Although Saturday stands as the first meeting between Toledo and Missouri, the matchup will carry a familiar feeling on the Tiger sideline. Coach Gary Pinkel led the Rockets for 10 seasons, and five of the nine Missouri position coaches were on his staff at Toledo.
Pinkel made his head-coaching debut with the Rockets in 1991 after spending seven seasons as the University of Washington’s offensive coordinator. He said Alabama coach Nick Saban, who was Pinkel’s predecessor at Toledo and former teammate at Kent State, helped get him the job when Saban decided to leave for the NFL.
“I’m sure that had a huge influence,” Pinkel said.
Pinkel said he has never been a job looker but that, when the Missouri job opened up after Larry Smith’s 3-8 season, the timing was right.
Pinkel said one of his goals was to have all three of his kids graduate from the same high school. He said he even turned down interviews at bigger jobs until his youngest son graduated. The same spring, he took the Missouri job.
When he made the jump to power college football, Pinkel brought a majority of his coaching staff to Columbia, with many of them sticking around throughout his 12 years at MU.
“I think that speaks to Gary Pinkel,” running backs coach Brian Jones said. “We’re a family. We’ve been together for a long time. We all came over, our families came over. It was a big adjustment for everybody. And we all — as a group, as a family, you might say — this coaching staff all went through things together.”
Defensive coordinator and linebackers coach Dave Steckel took a slightly different route. Steckel coached under Pinkel at Toledo from 1992-1996 before moving to Rutgers for five seasons. Steckel rejoined the staff in its first year at Missouri.
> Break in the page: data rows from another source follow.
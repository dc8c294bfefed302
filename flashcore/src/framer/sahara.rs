// SPDX-FileCopyrightText: 2025 The flashcore Authors
// SPDX-License-Identifier: GPL-3.0-or-later

//! Sahara TLV framing: `command:u32_le | length:u32_le | body[length-8]`.

use crate::error::FrameError;

pub const CMD_HELLO: u32 = 0x01;
pub const CMD_HELLO_RESP: u32 = 0x02;
pub const CMD_READ_DATA: u32 = 0x03;
pub const CMD_END_TRANSFER: u32 = 0x04;
pub const CMD_DONE: u32 = 0x05;
pub const CMD_DONE_RESP: u32 = 0x06;
pub const CMD_READ_DATA_64: u32 = 0x12;

/// Raw Sahara packet.
#[derive(Debug, Clone, PartialEq, Eq)]
pub struct SaharaPacket {
    pub command: u32,
    pub body: Vec<u8>,
}

impl SaharaPacket {
    pub fn new(command: u32, body: impl Into<Vec<u8>>) -> Self {
        SaharaPacket {
            command,
            body: body.into(),
        }
    }

    pub fn encode(&self) -> Vec<u8> {
        let mut out = Vec::with_capacity(8 + self.body.len());
        out.extend_from_slice(&self.command.to_le_bytes());
        out.extend_from_slice(&((self.body.len() + 8) as u32).to_le_bytes());
        out.extend_from_slice(&self.body);
        out
    }

    /// Parse one packet from the front of `bytes`; returns the packet and
    /// how many bytes it consumed.
    pub fn parse(bytes: &[u8]) -> Result<(SaharaPacket, usize), FrameError> {
        if bytes.len() < 8 {
            return Err(FrameError::Truncated {
                need: 8,
                have: bytes.len(),
            });
        }
        let command = u32::from_le_bytes(bytes[0..4].try_into().unwrap());
        let length = u32::from_le_bytes(bytes[4..8].try_into().unwrap()) as usize;
        if length < 8 {
            return Err(FrameError::Truncated {
                need: 8,
                have: length,
            });
        }
        if bytes.len() < length {
            return Err(FrameError::Truncated {
                need: length,
                have: bytes.len(),
            });
        }
        Ok((
            SaharaPacket {
                command,
                body: bytes[8..length].to_vec(),
            },
            length,
        ))
    }

    pub fn body_u32(&self, index: usize) -> Result<u32, FrameError> {
        let start = index * 4;
        let end = start + 4;
        if self.body.len() < end {
            return Err(FrameError::Truncated {
                need: end,
                have: self.body.len(),
            });
        }
        Ok(u32::from_le_bytes(self.body[start..end].try_into().unwrap()))
    }

    pub fn body_u64(&self, index: usize) -> Result<u64, FrameError> {
        let start = index * 8;
        let end = start + 8;
        if self.body.len() < end {
            return Err(FrameError::Truncated {
                need: end,
                have: self.body.len(),
            });
        }
        Ok(u64::from_le_bytes(self.body[start..end].try_into().unwrap()))
    }
}

/// `HELLO` body as sent by the target.
#[derive(Debug, Clone, Copy, PartialEq, Eq)]
pub struct Hello {
    pub version: u32,
    pub version_min: u32,
    pub max_cmd_len: u32,
    pub mode: u32,
}

impl Hello {
    pub fn parse(pkt: &SaharaPacket) -> Result<Hello, FrameError> {
        Ok(Hello {
            version: pkt.body_u32(0)?,
            version_min: pkt.body_u32(1)?,
            max_cmd_len: pkt.body_u32(2)?,
            mode: pkt.body_u32(3)?,
        })
    }
}

/// Build a `HELLO_RESP` packet answering `hello` with the chosen mode.
pub fn hello_resp(hello: &Hello, mode: u32) -> SaharaPacket {
    let mut body = Vec::with_capacity(0x28);
    body.extend_from_slice(&hello.version.to_le_bytes());
    body.extend_from_slice(&hello.version_min.to_le_bytes());
    body.extend_from_slice(&0u32.to_le_bytes()); // status: success
    body.extend_from_slice(&mode.to_le_bytes());
    body.extend_from_slice(&[0u8; 24]); // reserved
    SaharaPacket::new(CMD_HELLO_RESP, body)
}

/// A `READ_DATA` / `READ_DATA_64` request normalized to 64-bit fields.
#[derive(Debug, Clone, Copy, PartialEq, Eq)]
pub struct ReadData {
    pub image_id: u64,
    pub offset: u64,
    pub length: u64,
}

impl ReadData {
    pub fn parse(pkt: &SaharaPacket) -> Result<ReadData, FrameError> {
        match pkt.command {
            CMD_READ_DATA => Ok(ReadData {
                image_id: pkt.body_u32(0)? as u64,
                offset: pkt.body_u32(1)? as u64,
                length: pkt.body_u32(2)? as u64,
            }),
            _ => Ok(ReadData {
                image_id: pkt.body_u64(0)?,
                offset: pkt.body_u64(1)?,
                length: pkt.body_u64(2)?,
            }),
        }
    }
}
“It was awesome to be back,” Steckel said. “They’re great people. They’re friends, a lot of fun. So when I came back and Coach Pinkel hired me in January, it was a godsend for me because I was at Rutgers and actually just got fired, so I was on the street peddling papers.”
Pinkel and his current position coaches spent a combined 43 years at Toledo, but Pinkel, Jones and Steckel all downplayed the fact that this game meant something extra to them.
“It’s our next football game,” Jones said.